What about lessons? Does she enjoy these? Is there teachers she likes listening to? Does she spend time in the school library?
You don't have to like other kids (or PE) to enjoy school as a whole.

If she finds nothing positive about school, yeah, maybe homeschool.
I'm concerned by how she spends her free time at school, though. Playing with dirt? Sounds more like depression than social anxiety to me. And she may well feel just as sullen at home. Is there anything she actually enjoys / is enthusiastic about, at the moment?
I was a lone wolf at school (bullying...), but I had loads of hobbies. What about her?

year5teacher · 19/10/2020 19:27

I am not the biggest fan of home schooling but it’s definitely the right choice for some children.
However, I’d echo PPs who have said try to help with her anxiety first rather than removing her from the stressful situation which is essentially just avoiding it.

PoodleJ · 19/10/2020 19:33

Just check out the free resources available on National Oak Academy they are excellent for those who enjoy learning independently. The thing I would suggest about teaching is that you really need to know your subject knowledge to be an excellent teacher. There’s no way anyone can be able to teach all subjects well up to GCSE. I’m not saying that you can’t give it a go but don’t underestimate the undertaking.
I would suggest to the OP that she contacts her daughter’s school and talks to them about the issues.
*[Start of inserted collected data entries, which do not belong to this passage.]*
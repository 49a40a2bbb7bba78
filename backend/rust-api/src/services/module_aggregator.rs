use crate::models::progress::{
    ModuleCompletionSummary, ModuleRequirement, SectionRequirementSummary,
};

/// Per-learner override data for one module.
#[derive(Debug, Clone, Copy, Default, PartialEq)]
pub struct ModuleOverride {
    pub requirement: ModuleRequirement,
    pub progress: Option<f64>,
}

/// Rolls section gate results up into a module summary.
///
/// A module is complete iff it has at least one section and every section
/// satisfies all three gates. Optional modules have every gate forced open.
pub fn aggregate_module(
    module_id: &str,
    sections: &[SectionRequirementSummary],
    module_override: ModuleOverride,
) -> ModuleCompletionSummary {
    let total_lectures: u32 = sections.iter().map(|s| s.total_lectures).sum();
    let watched_lectures: u32 = sections.iter().map(|s| s.watched_lectures).sum();
    let exercise_questions_total: u32 = sections.iter().map(|s| s.exercise_questions_total).sum();
    let answered_exercise_questions: u32 =
        sections.iter().map(|s| s.answered_exercise_questions).sum();
    let quiz_completed_sections = sections.iter().filter(|s| s.adaptive_satisfied).count() as u32;

    let has_sections = !sections.is_empty();
    let optional = module_override.requirement.is_optional();
    let gate = |check: fn(&SectionRequirementSummary) -> bool| {
        optional || (has_sections && sections.iter().all(check))
    };

    let lectures_satisfied = gate(|s| s.lectures_satisfied);
    let adaptive_satisfied = gate(|s| s.adaptive_satisfied);
    let exercise_satisfied = gate(|s| s.exercise_satisfied);

    ModuleCompletionSummary {
        module_id: module_id.to_string(),
        status: module_override.requirement,
        total_lectures,
        watched_lectures,
        exercise_questions_total,
        answered_exercise_questions,
        quiz_completed_sections,
        lectures_satisfied,
        adaptive_satisfied,
        exercise_satisfied,
        completed: lectures_satisfied && adaptive_satisfied && exercise_satisfied,
        lecture_completion_percent: lecture_completion_percent(watched_lectures, total_lectures),
        progress: module_override.progress,
    }
}

/// Watched share of lectures, rounded and capped to 100; 100 when there are none.
pub fn lecture_completion_percent(watched: u32, total: u32) -> u8 {
    if total == 0 {
        return 100;
    }
    let percent = (f64::from(watched) / f64::from(total) * 100.0).round();
    percent.clamp(0.0, 100.0) as u8
}

#[cfg(test)]
mod tests {
    use super::*;

    fn section(lectures: bool, adaptive: bool, exercise: bool) -> SectionRequirementSummary {
        SectionRequirementSummary {
            lectures_satisfied: lectures,
            adaptive_satisfied: adaptive,
            exercise_satisfied: exercise,
            total_lectures: 2,
            watched_lectures: if lectures { 2 } else { 1 },
            exercise_questions_total: 3,
            answered_exercise_questions: if exercise { 3 } else { 0 },
            last_submitted_at: None,
        }
    }

    #[test]
    fn completed_only_when_every_section_passes_every_gate() {
        let done = aggregate_module(
            "m1",
            &[section(true, true, true), section(true, true, true)],
            ModuleOverride::default(),
        );
        assert!(done.completed);
        assert_eq!(done.quiz_completed_sections, 2);
        assert_eq!(done.lecture_completion_percent, 100);

        let missing_quiz = aggregate_module(
            "m1",
            &[section(true, true, true), section(true, false, true)],
            ModuleOverride::default(),
        );
        assert!(!missing_quiz.completed);
        assert!(!missing_quiz.adaptive_satisfied);
        assert!(missing_quiz.lectures_satisfied);
        assert_eq!(missing_quiz.quiz_completed_sections, 1);
    }

    #[test]
    fn module_without_sections_is_incomplete() {
        let summary = aggregate_module("m1", &[], ModuleOverride::default());
        assert!(!summary.completed);
        assert_eq!(summary.total_lectures, 0);
        assert_eq!(summary.lecture_completion_percent, 100);
    }

    #[test]
    fn optional_module_forces_all_gates_open() {
        let summary = aggregate_module(
            "m1",
            &[section(false, false, false)],
            ModuleOverride {
                requirement: ModuleRequirement::Optional,
                progress: Some(12.5),
            },
        );
        assert!(summary.completed);
        assert!(summary.lectures_satisfied && summary.adaptive_satisfied);
        assert_eq!(summary.status, ModuleRequirement::Optional);
        assert_eq!(summary.progress, Some(12.5));
        // Counters still reflect the underlying state.
        assert_eq!(summary.watched_lectures, 1);
        assert_eq!(summary.lecture_completion_percent, 50);
    }

    #[test]
    fn percent_is_rounded_and_capped() {
        assert_eq!(lecture_completion_percent(1, 3), 33);
        assert_eq!(lecture_completion_percent(2, 3), 67);
        assert_eq!(lecture_completion_percent(5, 3), 100);
        assert_eq!(lecture_completion_percent(0, 0), 100);
        assert_eq!(lecture_completion_percent(0, 4), 0);
    }
}
use std::sync::Arc;

use crate::config::{Config, StoreDriver};
use backend_api::BackendApiClient;
use store::{InMemoryStore, PostgrestStore, RelationalStore};

pub struct AppState {
    pub config: Config,
    pub store: Arc<dyn RelationalStore>,
    pub backend: BackendApiClient,
}

impl AppState {
    pub fn new(config: Config) -> anyhow::Result<Self> {
        let store: Arc<dyn RelationalStore> = match config.store_driver {
            StoreDriver::Postgrest => {
                tracing::info!(url = %config.supabase.url, "Using Supabase REST store");
                Arc::new(PostgrestStore::new(&config.supabase)?)
            }
            StoreDriver::Memory => {
                tracing::warn!("Using in-memory store; data is lost on restart");
                Arc::new(InMemoryStore::new())
            }
        };

        Ok(Self::with_store(config, store))
    }

    pub fn with_store(config: Config, store: Arc<dyn RelationalStore>) -> Self {
        let backend = BackendApiClient::new(config.backend_api_url.clone());
        Self {
            config,
            store,
            backend,
        }
    }

    pub fn module_statuses(&self) -> module_status_service::ModuleStatusService {
        module_status_service::ModuleStatusService::new(
            self.store.clone(),
            self.config.learning_path.clone(),
        )
    }

    pub fn section_statuses(&self) -> section_status_service::SectionStatusService {
        section_status_service::SectionStatusService::new(
            self.store.clone(),
            self.config.learning_path.clone(),
        )
    }

    pub fn lecture_progress(&self) -> lecture_progress_service::LectureProgressService {
        lecture_progress_service::LectureProgressService::new(self.store.clone())
    }

    pub fn learning_paths(&self) -> learning_path_service::LearningPathService {
        learning_path_service::LearningPathService::new(
            self.store.clone(),
            self.config.learning_path.clone(),
        )
    }
}

pub mod activation;
pub mod backend_api;
pub mod chunked_fetch;
pub mod hierarchy_fetcher;
pub mod identifier_resolver;
pub mod learning_path_service;
pub mod lecture_progress_service;
pub mod module_aggregator;
pub mod module_status_service;
pub mod section_requirements;
pub mod section_status_service;
pub mod store;
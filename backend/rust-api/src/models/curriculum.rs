//! Curriculum rows as read from the store. Authoring happens elsewhere; this
//! service never writes them.

use serde::Deserialize;

use super::{de_id, de_opt_id, de_opt_order};

#[derive(Debug, Clone, Deserialize)]
pub struct CourseAssignmentRow {
    #[serde(deserialize_with = "de_id")]
    pub course_id: String,
}

#[derive(Debug, Clone, Deserialize)]
pub struct CourseRow {
    #[serde(deserialize_with = "de_id")]
    pub id: String,
    #[serde(default)]
    pub title: Option<String>,
    #[serde(default)]
    pub description: Option<String>,
    #[serde(default, deserialize_with = "de_opt_order")]
    pub order_index: Option<f64>,
}

#[derive(Debug, Clone, Deserialize)]
pub struct SubjectRow {
    #[serde(deserialize_with = "de_id")]
    pub id: String,
    #[serde(default)]
    pub title: Option<String>,
    #[serde(default, deserialize_with = "de_opt_id")]
    pub course_id: Option<String>,
    #[serde(default, deserialize_with = "de_opt_order")]
    pub order_index: Option<f64>,
}

#[derive(Debug, Clone, Deserialize)]
pub struct ModuleRow {
    #[serde(deserialize_with = "de_id")]
    pub id: String,
    #[serde(default)]
    pub slug: Option<String>,
    #[serde(default)]
    pub title: Option<String>,
    #[serde(default, deserialize_with = "de_opt_id")]
    pub subject_id: Option<String>,
    #[serde(default, deserialize_with = "de_opt_order")]
    pub order_index: Option<f64>,
}

#[derive(Debug, Clone, Deserialize)]
pub struct SectionRow {
    #[serde(deserialize_with = "de_id")]
    pub id: String,
    #[serde(deserialize_with = "de_id")]
    pub module_id: String,
    #[serde(default)]
    pub title: Option<String>,
}

#[derive(Debug, Clone, Deserialize)]
pub struct LectureRow {
    #[serde(deserialize_with = "de_id")]
    pub id: String,
    #[serde(deserialize_with = "de_id")]
    pub section_id: String,
}

#[derive(Debug, Clone, Deserialize)]
pub struct ExerciseRow {
    #[serde(deserialize_with = "de_id")]
    pub id: String,
    #[serde(deserialize_with = "de_id")]
    pub section_id: String,
}

#[derive(Debug, Clone, Deserialize)]
pub struct ExerciseQuestionRow {
    #[serde(deserialize_with = "de_id")]
    pub id: String,
    #[serde(deserialize_with = "de_id")]
    pub exercise_id: String,
}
Secondary schools often run nurture groups especially during breaks and lunchtime.

JoJoSM2 · 19/10/2020 19:34

Is she in the state system? Have you considered looking at some supportive, non-pressured indies with small classes?

I’ve got no experience of HE so not sure what parents manage to provide, but it’s nice to access to facilities such as Science labs or dedicated Art or DT rooms etc.

Ohalrightthen · 19/10/2020 19:36

[quote Basecamp65]@ohalrightthen Do you really think EHE children do not socialise until their go to work?????

Most EHE children meaningfully socialize with more individuals in a week than most schooled children do - but they do it in smaller numbers and in less threatening situations. Most EHE children who come out of school due to social anxiety thrive in the more individualistic and tolerant HE world.[/quote]
Sure, whatever you say, thiugh i doubt much of that is going on currently.

Regardless, OP's daughter definitely needs therapy first. The core issue here isn't the school, it's the anxiety. Pulling her out of school without treating the anxiety is basically like painting over mould.

Frequentcarpetflyer · 19/10/2020 19:38

[quote MsEllany]**@Basecamp65* this particular child has no friends and by her own admission spends break and lunch time on her own. How easy will it be to get her mum to socialise with complete strangers if she doesn’t with people she knows? I agree with @Ohalrightthen*, she needs therapy to get to the bottom of this. Particularly as OP hasn’t mentioned any diagnosis or even anything that is obviously bothering her daughter. Your bias is clearly showing!

Anyway, are you educated enough to be able to OP? Could you school her up to GCSE English, maths and science? Or do you think this is a shorter term solution?[/quote]
If the OP went to school herself, which I am assuming, of course she is "educated enough".

Ohalrightthen · 19/10/2020 19:41

@mangoesforever

I am intending on getting her some counselling too. Thank you.
I would recommend paying privately and going for a pretty intensive course. She sounds like she's suffering very severely and the risk of removing her from school is that it will mask/delay the underlying issue that will then bite with a vengeance further down the line.